As it is, with such a concentration of humans in a confined space, there isn’t room in their immediate area to produce the means of their subsistence. The importation of resources, most importantly food, then creates a larger carbon footprint. The further the distance required to import these things, the more the system relies on of the existence of industrial infrastructure to move the (e.g. a truck moves food from a farm to a supermarket in the city, which is fuelled by petroleum, which is transported by ship from Saudi Arabia, which is mined by equipment which is also fuelled by petroleum... ad infinitum).

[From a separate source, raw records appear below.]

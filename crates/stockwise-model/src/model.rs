//! The sourcing model: one transportation sub-model per product.
//!
//! Stock and demand constraints never couple two different products,
//! so the full |W| × |O| × |P| program decomposes exactly into |P|
//! independent (warehouse, order) transportation problems. The model
//! stores each sub-model's variables in a flat array addressed by
//! integer indices; identifiers live once in the [`EntityCatalog`].

use std::ops::Range;

/// Name registry mapping dense indices to identifiers.
#[derive(Clone, Debug, Default, PartialEq, Eq)]
pub struct EntityCatalog {
    warehouses: Vec<String>,
    orders: Vec<String>,
    products: Vec<String>,
}

impl EntityCatalog {
    /// Builds a catalog from identifier lists.
    pub fn new(warehouses: Vec<String>, orders: Vec<String>, products: Vec<String>) -> Self {
        EntityCatalog {
            warehouses,
            orders,
            products,
        }
    }

    /// Warehouse identifier at a dense index.
    ///
    /// # Panics
    ///
    /// Panics when `idx` is not below [`warehouse_count`](Self::warehouse_count).
    pub fn warehouse(&self, idx: usize) -> &str {
        &self.warehouses[idx]
    }

    /// Order identifier at a dense index.
    ///
    /// # Panics
    ///
    /// Panics when `idx` is not below [`order_count`](Self::order_count).
    pub fn order(&self, idx: usize) -> &str {
        &self.orders[idx]
    }

    /// Product identifier at a dense index.
    ///
    /// # Panics
    ///
    /// Panics when `idx` is not below [`product_count`](Self::product_count).
    pub fn product(&self, idx: usize) -> &str {
        &self.products[idx]
    }

    /// All warehouse identifiers, in index order.
    pub fn warehouses(&self) -> &[String] {
        &self.warehouses
    }

    /// All order identifiers, in index order.
    pub fn orders(&self) -> &[String] {
        &self.orders
    }

    /// All product identifiers, in index order.
    pub fn products(&self) -> &[String] {
        &self.products
    }

    /// Number of warehouses.
    pub fn warehouse_count(&self) -> usize {
        self.warehouses.len()
    }

    /// Number of orders.
    pub fn order_count(&self) -> usize {
        self.orders.len()
    }

    /// Number of products.
    pub fn product_count(&self) -> usize {
        self.products.len()
    }
}

/// One decision variable: a materialized (warehouse, order) route for
/// the sub-model's product, carrying its objective coefficient.
///
/// Routes where either the warehouse stocks none of the product or the
/// order demands none of it are structurally zero and never
/// materialized; extraction reports them with quantity 0.
#[derive(Clone, Copy, Debug, PartialEq)]
pub struct RouteVar {
    /// Dense warehouse index into the catalog.
    pub warehouse: usize,
    /// Dense order index into the catalog.
    pub order: usize,
    /// Objective coefficient; never positive for built models.
    pub score: f64,
}

/// The transportation sub-model for a single product.
#[derive(Clone, Debug, PartialEq)]
pub struct ProductModel {
    product: usize,
    routes: Vec<RouteVar>,
    stock: Vec<i64>,
    demand: Vec<i64>,
}

impl ProductModel {
    /// Assembles a sub-model from its parts.
    ///
    /// `stock` is indexed by warehouse, `demand` by order; both are the
    /// constraint right-hand sides for this product.
    pub fn new(product: usize, routes: Vec<RouteVar>, stock: Vec<i64>, demand: Vec<i64>) -> Self {
        ProductModel {
            product,
            routes,
            stock,
            demand,
        }
    }

    /// Dense product index into the catalog.
    pub fn product(&self) -> usize {
        self.product
    }

    /// The materialized decision variables.
    pub fn routes(&self) -> &[RouteVar] {
        &self.routes
    }

    /// Per-warehouse stock ceilings for this product.
    pub fn stock(&self) -> &[i64] {
        &self.stock
    }

    /// Per-order demand ceilings for this product.
    pub fn demand(&self) -> &[i64] {
        &self.demand
    }

    /// Number of materialized decision variables.
    pub fn route_count(&self) -> usize {
        self.routes.len()
    }
}

/// The full optimization problem for one run.
///
/// Built once per run by the model builder and consumed exactly once
/// by a solver. An empty model (no warehouses or no orders) is the
/// trivial case: nothing to solve, empty reports.
#[derive(Clone, Debug, PartialEq)]
pub struct SourcingModel {
    catalog: EntityCatalog,
    submodels: Vec<ProductModel>,
    offsets: Vec<usize>,
    variable_count: usize,
}

impl SourcingModel {
    /// Assembles a model from a catalog and per-product sub-models.
    pub fn new(catalog: EntityCatalog, submodels: Vec<ProductModel>) -> Self {
        let mut offsets = Vec::with_capacity(submodels.len());
        let mut total = 0;
        for sub in &submodels {
            offsets.push(total);
            total += sub.route_count();
        }
        SourcingModel {
            catalog,
            submodels,
            offsets,
            variable_count: total,
        }
    }

    /// The identifier registry.
    pub fn catalog(&self) -> &EntityCatalog {
        &self.catalog
    }

    /// The per-product sub-models, in product index order.
    pub fn submodels(&self) -> &[ProductModel] {
        &self.submodels
    }

    /// Total number of materialized decision variables.
    pub fn variable_count(&self) -> usize {
        self.variable_count
    }

    /// The slice of a flat assignment belonging to one sub-model.
    ///
    /// # Panics
    ///
    /// Panics when `submodel` is not below the catalog's
    /// [`product_count`](EntityCatalog::product_count).
    pub fn route_range(&self, submodel: usize) -> Range<usize> {
        let start = self.offsets[submodel];
        start..start + self.submodels[submodel].route_count()
    }

    /// True when the model has nothing to allocate: no warehouses or no
    /// orders, hence no decision variables.
    pub fn is_trivial(&self) -> bool {
        self.catalog.warehouse_count() == 0 || self.catalog.order_count() == 0
    }

    /// Evaluates the objective for a flat assignment aligned with the
    /// model's variables.
    ///
    /// # Panics
    ///
    /// Panics when `quantities` does not hold exactly
    /// [`variable_count`](Self::variable_count) values.
    pub fn objective_value(&self, quantities: &[i64]) -> f64 {
        assert_eq!(quantities.len(), self.variable_count);
        let mut total = 0.0;
        for (idx, sub) in self.submodels.iter().enumerate() {
            let range = self.route_range(idx);
            for (route, &q) in sub.routes().iter().zip(&quantities[range]) {
                total += q as f64 * route.score;
            }
        }
        total
    }
}

#[cfg(test)]
mod tests {
    use super::*;

    fn catalog() -> EntityCatalog {
        EntityCatalog::new(
            vec!["W1".into(), "W2".into()],
            vec!["O1".into()],
            vec!["P1".into(), "P2".into()],
        )
    }

    fn model() -> SourcingModel {
        let p1 = ProductModel::new(
            0,
            vec![
                RouteVar { warehouse: 0, order: 0, score: -1.0 },
                RouteVar { warehouse: 1, order: 0, score: -2.0 },
            ],
            vec![4, 6],
            vec![8],
        );
        let p2 = ProductModel::new(
            1,
            vec![RouteVar { warehouse: 1, order: 0, score: 0.0 }],
            vec![0, 3],
            vec![2],
        );
        SourcingModel::new(catalog(), vec![p1, p2])
    }

    #[test]
    fn test_variable_count_and_ranges() {
        let m = model();
        assert_eq!(m.variable_count(), 3);
        assert_eq!(m.route_range(0), 0..2);
        assert_eq!(m.route_range(1), 2..3);
    }

    #[test]
    fn test_objective_value() {
        let m = model();
        // 2 * -1.0 + 1 * -2.0 + 5 * 0.0
        assert_eq!(m.objective_value(&[2, 1, 5]), -4.0);
        assert_eq!(m.objective_value(&[0, 0, 0]), 0.0);
    }

    #[test]
    fn test_trivial_detection() {
        let empty = SourcingModel::new(EntityCatalog::default(), Vec::new());
        assert!(empty.is_trivial());
        assert!(!model().is_trivial());
    }
}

So then, permaculture looks at a given situation and tries to use design principles in order to use the pre-existing features on a piece of land (whether rural or urban) to advance further self-sufficiency, with a lower ecological impact (i.e. carbon footprint), and generally to make a property more green. This indeed goes beyond food, as it is a holistic approach to analysing a given place, and can also include such things storing water, using natural light, composting, etcetera.
It is not the purpose of this essay to discuss in detail (though I will briefly) whether permaculture designed cities can produce enough food for their inhabitants. Such contexts do not exist in my experience in the West. On top of that, Havana (Cuba) is often championed as the great hope of urban permaculture (see the documentary The Power of Community: How Cuba Survived Peak Oil) – whilst still not producing all of its own food. I do think what happens there is an interesting experiment, as experimentation is important to our adaptivity to the changing context of the ecological chaos ahead of us, yet I do also think such a fixation with “saving the cities” may well instead be dancing with the devil, yet another manifestation of greenwashing.

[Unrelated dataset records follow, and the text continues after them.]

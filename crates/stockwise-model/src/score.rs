//! Route scoring.
//!
//! A route's score is its objective coefficient: the negated weighted
//! sum of the four normalized criteria. Maximizing total score over an
//! allocation therefore minimizes weighted cost/distance/days and
//! steers volume toward high-priority warehouses. All normalized
//! inputs lie in [0, 1] and weights are non-negative, so a score is
//! never positive; 0 marks a route that is best on every weighted
//! criterion.

use stockwise_core::Weightage;

/// Computes one route's objective coefficient from normalized criteria.
///
/// `priority` is the warehouse's normalized priority rank, broadcast
/// across every route leaving that warehouse; the other three values
/// are route-level.
///
/// # Example
///
/// ```
/// use stockwise_core::Weightage;
/// use stockwise_model::route_score;
///
/// let w = Weightage::UNIFORM;
/// // Best on every criterion: nothing to penalize.
/// assert_eq!(route_score(&w, 0.0, 0.0, 0.0, 0.0), 0.0);
/// // Worst on every criterion with uniform weights.
/// assert_eq!(route_score(&w, 1.0, 1.0, 1.0, 1.0), -4.0);
/// ```
#[inline]
pub fn route_score(
    weightage: &Weightage,
    cost: f64,
    priority: f64,
    distance: f64,
    days: f64,
) -> f64 {
    -(weightage.cost * cost
        + weightage.priority * priority
        + weightage.distance * distance
        + weightage.days * days)
}

#[cfg(test)]
mod tests {
    use super::*;

    #[test]
    fn test_zero_weights_ignore_criteria() {
        let w = Weightage::new(0.0, 0.0, 0.0, 0.0).unwrap();
        assert_eq!(route_score(&w, 1.0, 1.0, 1.0, 1.0), 0.0);
    }

    #[test]
    fn test_single_criterion() {
        let w = Weightage::new(2.0, 0.0, 0.0, 0.0).unwrap();
        assert_eq!(route_score(&w, 0.5, 1.0, 1.0, 1.0), -1.0);
    }

    #[test]
    fn test_never_positive() {
        let w = Weightage::new(1.0, 0.8, 0.6, 0.4).unwrap();
        for step in 0..=4 {
            let v = step as f64 / 4.0;
            assert!(route_score(&w, v, v, v, v) <= 0.0);
        }
    }

    #[test]
    fn test_priority_broadcast_term() {
        let w = Weightage::new(0.0, 0.8, 0.0, 0.0).unwrap();
        // Only the priority term contributes.
        assert_eq!(route_score(&w, 0.9, 1.0, 0.9, 0.9), -0.8);
        assert_eq!(route_score(&w, 0.9, 0.0, 0.9, 0.9), 0.0);
    }
}
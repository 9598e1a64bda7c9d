//! Solver engine for stockwise.
//!
//! Exposes the [`SourcingSolver`] contract, the bundled [`FlowSolver`]
//! backend, solution extraction into reporting relations, and the
//! validate-build-solve-extract pipeline entry points.

pub mod extract;
pub mod flow;
pub mod pipeline;
pub mod solver;
pub mod stub;

pub use extract::extract_report;
pub use flow::{FlowSolver, DEFAULT_SCORE_EPSILON};
pub use pipeline::{run, run_with_config, RunOutcome};
pub use solver::{Solution, SolutionStatus, SourcingSolver};
pub use stub::StubSolver;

Breaking this down more, there is this emphasis on taking inspiration from nature, of which a city is quite the antithesis, and such a density of humans cannot support the carrying capacity of a given area. According to Wikipedia:
“The carrying capacity of a biological species in an environment is the maximum population size of the species that the environment can sustain indefinitely, given the food, habitat, water and other necessities available in the environment.”

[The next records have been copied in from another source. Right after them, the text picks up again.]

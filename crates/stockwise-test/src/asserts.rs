//! Allocation invariant checks shared across crates.
//!
//! Each check panics with a descriptive message on violation, so they
//! can be called directly from `#[test]` functions.

use std::collections::BTreeMap;

use stockwise_core::{SourcingInstance, SourcingReport};

/// Asserts every fulfillment quantity is non-negative.
pub fn assert_quantities_non_negative(report: &SourcingReport) {
    for row in &report.fulfillment {
        assert!(
            row.quantity >= 0,
            "negative quantity {} on route {}->{} for {}",
            row.quantity,
            row.warehouse,
            row.order,
            row.product,
        );
    }
}

/// Asserts per-(warehouse, product) stock accounting holds: the status
/// relation matches the instance's initial stock, `initial == supplied
/// + remaining`, `remaining >= 0`, and `supplied` equals the sum of the
/// fulfillment rows for that pair.
pub fn assert_stock_conserved(report: &SourcingReport, instance: &SourcingInstance) {
    let mut shipped: BTreeMap<(&str, &str), i64> = BTreeMap::new();
    for row in &report.fulfillment {
        *shipped
            .entry((row.warehouse.as_str(), row.product.as_str()))
            .or_insert(0) += row.quantity;
    }

    for status in &report.stock_status {
        let key = (status.warehouse.as_str(), status.product.as_str());
        assert_eq!(
            status.initial,
            status.supplied + status.remaining,
            "stock books don't balance for {}/{}",
            status.warehouse,
            status.product,
        );
        assert!(
            status.remaining >= 0,
            "negative remaining stock for {}/{}",
            status.warehouse,
            status.product,
        );
        assert_eq!(
            status.supplied,
            shipped.get(&key).copied().unwrap_or(0),
            "supplied diverges from fulfillment rows for {}/{}",
            status.warehouse,
            status.product,
        );

        let warehouse = instance
            .warehouses
            .iter()
            .find(|w| w.id == status.warehouse)
            .unwrap_or_else(|| panic!("unknown warehouse {} in stock status", status.warehouse));
        assert_eq!(
            status.initial,
            warehouse.stock(&status.product),
            "initial stock diverges from instance for {}/{}",
            status.warehouse,
            status.product,
        );
    }
}

/// Asserts no (order, product) pair receives more than its demand.
pub fn assert_demand_respected(report: &SourcingReport, instance: &SourcingInstance) {
    let mut received: BTreeMap<(&str, &str), i64> = BTreeMap::new();
    for row in &report.fulfillment {
        *received
            .entry((row.order.as_str(), row.product.as_str()))
            .or_insert(0) += row.quantity;
    }

    for ((order_id, product), &total) in &received {
        let order = instance
            .orders
            .iter()
            .find(|o| o.id == *order_id)
            .unwrap_or_else(|| panic!("unknown order {order_id} in fulfillment"));
        assert!(
            total <= order.demand(product),
            "order {} received {} of {} but demanded {}",
            order_id,
            total,
            product,
            order.demand(product),
        );
    }
}

/// Runs every allocation invariant in one call.
pub fn assert_allocation_valid(report: &SourcingReport, instance: &SourcingInstance) {
    assert_quantities_non_negative(report);
    assert_stock_conserved(report, instance);
    assert_demand_respected(report, instance);
}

According to Toby Hemenway, Paris produces 30% of its own food, more than most western cities, and similarly, Hugh Warwick notes that Havana produces up to 50%. So even in the permaculture mecca, the dependence on rural agriculture (permaculture?) is still 50%. Hemenway, a permaculturist, who lives in the city of Portland, goes on to say:
“We can get better at growing food in the cities, but I don’t think we can get good enough”.
I tend to agree. Population densities characteristic of cities are not harmonious with any sort of ecological carrying capacity. And I think that the idea of cities is so embedded in at least some strands of permaculture that manifests even outside of the city.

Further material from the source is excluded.